Chicago World's Fair
Organizers for the Chicago World's Fair in 1933 were searching for a memorable way to open their exhibit. Since Arcturus was believed to be about 40 light-years away from Earth at the time, the organizers hit upon the idea of using the star's light as a part of the exhibition.
They advertised the stunt as a way of commemorating the last world's fair in the city, which took place in 1893 — around the time the light of Arcturus would have started the journey to Earth. At 9:15 p.m. Central Time on May 27, 1933, telescopes focused the star's light on several photoelectric cells. The current was used to flip a switch that turned on the floodlights at the expedition grounds.
As it turned out, later measurements refined the distance to Arcturus as 37 light-years away from Earth. So the light that was used at the Chicago's World Fair actually began its journey to Earth in 1896.
Modern understanding of Arcturus
Today, astronomers know Arcturus packs a lot of punch despite it being only about 1.5 times the mass of the sun.
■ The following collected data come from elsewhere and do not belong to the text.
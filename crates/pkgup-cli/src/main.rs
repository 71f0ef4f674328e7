//! pkgup CLI binary.
//!
//! This is the entry point for the `pkgup` command-line tool. It initializes
//! logging via `tracing`, parses arguments with `clap`, and hands over to the
//! command handler.

mod cli;
mod commands;

use miette::Result;

fn main() -> Result<()> {
    let args = cli::parse();

    let default_level = if args.verbose { "debug" } else { "warn" };
    tracing_subscriber::fmt()
        .with_writer(std::io::stderr)
        .with_env_filter(
            tracing_subscriber::EnvFilter::try_from_default_env()
                .unwrap_or_else(|_| tracing_subscriber::EnvFilter::new(default_level)),
        )
        .init();

    commands::dispatch(args)
}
To the naked eye, according to Jim Kaler, a professor emeritus at the University of Illinois. Arcturus appears to shine about 113 times more brightly than the sun.
Arcturus, however, has a lower temperature than the sun, which means that a lot of its energy is radiated as heat. Once this is accounted for, Arcturus actually releases 215 times more than the sun's radiation. The star has an apparent magnitude of -0.04 and an absolute magnitude of 0.2. [The Brightest Stars in the Sky: A Starry Countdown]
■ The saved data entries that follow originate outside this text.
//! Horizontal "shake" used to draw attention to an invalid field.
//!
//! [`ShakeState`] owns one scalar position (the horizontal translation the UI
//! applies to the field) and knows how to animate it through a short
//! choreography. The animation is an async task; [`ShakeScope`] spawns it on
//! a tokio runtime and cancels it when the scope goes away. A cancelled shake
//! leaves the position wherever it got to.

use std::sync::Arc;
use std::sync::atomic::{AtomicU32, Ordering};
use std::time::Duration;

use serde::{Deserialize, Serialize};
use tokio::runtime::Handle;
use tokio::task::JoinHandle;
use tokio_util::sync::CancellationToken;
use tracing::debug;

/// Frames rendered per step of the choreography.
const FRAMES_PER_STEP: u32 = 4;

/// How many times the choreography repeats.
const REPETITIONS: usize = 3;

// ============================================================================
// STRENGTH / DIRECTION
// ============================================================================

/// Amplitude of the shake, in the UI's horizontal units.
#[derive(Debug, Clone, Copy, PartialEq, Serialize, Deserialize)]
#[serde(rename_all = "snake_case")]
pub enum ShakeStrength {
    /// 17 units.
    Normal,
    /// 40 units.
    Strong,
    /// Any other amplitude.
    Custom(f32),
}

impl ShakeStrength {
    /// Amplitude in units.
    #[must_use]
    pub const fn value(self) -> f32 {
        match self {
            Self::Normal => 17.0,
            Self::Strong => 40.0,
            Self::Custom(value) => value,
        }
    }
}

impl Default for ShakeStrength {
    fn default() -> Self {
        Self::Custom(20.0)
    }
}

/// Which way the field moves first.
#[derive(Debug, Clone, Copy, Default, PartialEq, Eq, Hash, Serialize, Deserialize)]
#[serde(rename_all = "snake_case")]
pub enum ShakeDirection {
    /// Left and back.
    Left,
    /// Right and back.
    Right,
    /// Left, back, half-way right, back.
    #[default]
    LeftThenRight,
    /// Right, back, half-way left, back.
    RightThenLeft,
}

// ============================================================================
// SHAKE STATE
// ============================================================================

/// Animated horizontal offset of one field.
///
/// Safe to share between the UI thread and the animation task; the position
/// is stored atomically.
#[derive(Debug)]
pub struct ShakeState {
    strength: ShakeStrength,
    direction: ShakeDirection,
    position: AtomicU32,
}

impl ShakeState {
    /// A state at rest (position `0`).
    #[must_use]
    pub fn new(strength: ShakeStrength, direction: ShakeDirection) -> Self {
        Self {
            strength,
            direction,
            position: AtomicU32::new(0f32.to_bits()),
        }
    }

    /// Configured amplitude.
    #[must_use]
    pub const fn strength(&self) -> ShakeStrength {
        self.strength
    }

    /// Configured direction.
    #[must_use]
    pub const fn direction(&self) -> ShakeDirection {
        self.direction
    }

    /// Current horizontal offset.
    #[must_use]
    pub fn position(&self) -> f32 {
        f32::from_bits(self.position.load(Ordering::Relaxed))
    }

    fn set_position(&self, value: f32) {
        self.position.store(value.to_bits(), Ordering::Relaxed);
    }

    /// Sequence of positions the field visits, rest excluded at the start.
    ///
    /// One excursion per direction, repeated three times.
    #[must_use]
    pub fn choreography(&self) -> Vec<f32> {
        let s = self.strength.value();
        let once: &[f32] = match self.direction {
            ShakeDirection::Left => &[-s, 0.0],
            ShakeDirection::Right => &[s, 0.0],
            ShakeDirection::LeftThenRight => &[-s, 0.0, s / 2.0, 0.0],
            ShakeDirection::RightThenLeft => &[s, 0.0, -s / 2.0, 0.0],
        };
        once.repeat(REPETITIONS)
    }

    /// Runs the full choreography, moving linearly between targets.
    ///
    /// Each target takes `step`. Dropping the future stops the animation in
    /// place.
    pub async fn shake(&self, step: Duration) {
        let frame = step / FRAMES_PER_STEP;
        for target in self.choreography() {
            let from = self.position();
            for i in 1..=FRAMES_PER_STEP {
                tokio::time::sleep(frame).await;
                let value = if i == FRAMES_PER_STEP {
                    target
                } else {
                    #[allow(clippy::cast_precision_loss)]
                    let t = i as f32 / FRAMES_PER_STEP as f32;
                    from + (target - from) * t
                };
                self.set_position(value);
            }
        }
    }
}

// ============================================================================
// SHAKE SCOPE
// ============================================================================

/// Runtime and cancellation scope for shake tasks.
///
/// Every task launched through a scope is cancelled when the scope is
/// cancelled or dropped. Child scopes are cancelled with their parent.
#[derive(Debug)]
pub struct ShakeScope {
    handle: Handle,
    token: CancellationToken,
}

impl ShakeScope {
    /// Scope spawning onto `handle`.
    #[must_use]
    pub fn new(handle: Handle) -> Self {
        Self {
            handle,
            token: CancellationToken::new(),
        }
    }

    /// Scope on the runtime the caller is running in, if any.
    #[must_use]
    pub fn current() -> Option<Self> {
        Handle::try_current().ok().map(Self::new)
    }

    /// A scope on the same runtime, cancelled together with `self`.
    #[must_use]
    pub fn child(&self) -> Self {
        Self {
            handle: self.handle.clone(),
            token: self.token.child_token(),
        }
    }

    /// Cancels every task launched through this scope and its children.
    pub fn cancel(&self) {
        self.token.cancel();
    }

    /// `true` once the scope was cancelled.
    #[must_use]
    pub fn is_cancelled(&self) -> bool {
        self.token.is_cancelled()
    }

    /// Spawns `state.shake(step)` on the scope's runtime.
    pub fn launch(&self, state: Arc<ShakeState>, step: Duration) -> JoinHandle<()> {
        let token = self.token.clone();
        debug!(
            strength = state.strength().value(),
            direction = ?state.direction(),
            step_ms = step.as_millis(),
            "launching shake"
        );
        self.handle.spawn(async move {
            tokio::select! {
                biased;
                () = token.cancelled() => {}
                () = state.shake(step) => {}
            }
        })
    }
}

impl Drop for ShakeScope {
    fn drop(&mut self) {
        self.token.cancel();
    }
}

// ============================================================================
// TESTS
// ============================================================================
The star is in the latter stages of its life. Considered a red giant, it has stopped fusing hydrogen in its core as the sun does, and astronomers believe it is now starting to fuse heavier elements such as carbon.
"Such stars are not expected to have magnetic activity like the sun, but very weak X-ray emission suggests that Arcturus indeed is magnetically active and has a hard-to-observe 'buried corona'," wrote Kaler, referring to the shining shell of a star that is most easily visible when eclipsing the light.
Once Arcturus exhausts its helium supply, its outer layers will likely bleed off and a white dwarf remnant will be left behind.
Arcturus in fiction
No planets have been found to date surrounding this star, although that subject has been explored in science fiction. One early example is "A Voyage to Arcturus," a book by David Lindsay that was published in 1920. The protagonist travels to Tormance, a fictional planet of Arcturus.
Arcturus — either the star or a planet with the same name — has also appeared in many other science fiction series, including Isaac Asimov's "Foundation" series, "Doctor Who," "Star Trek" and the movie "Aliens." In "The Hitchhiker's Guide to the Galaxy" series, a famous phrase goes: "However fast the body travels, the soul travels at the speed of an Arcturan megacamel."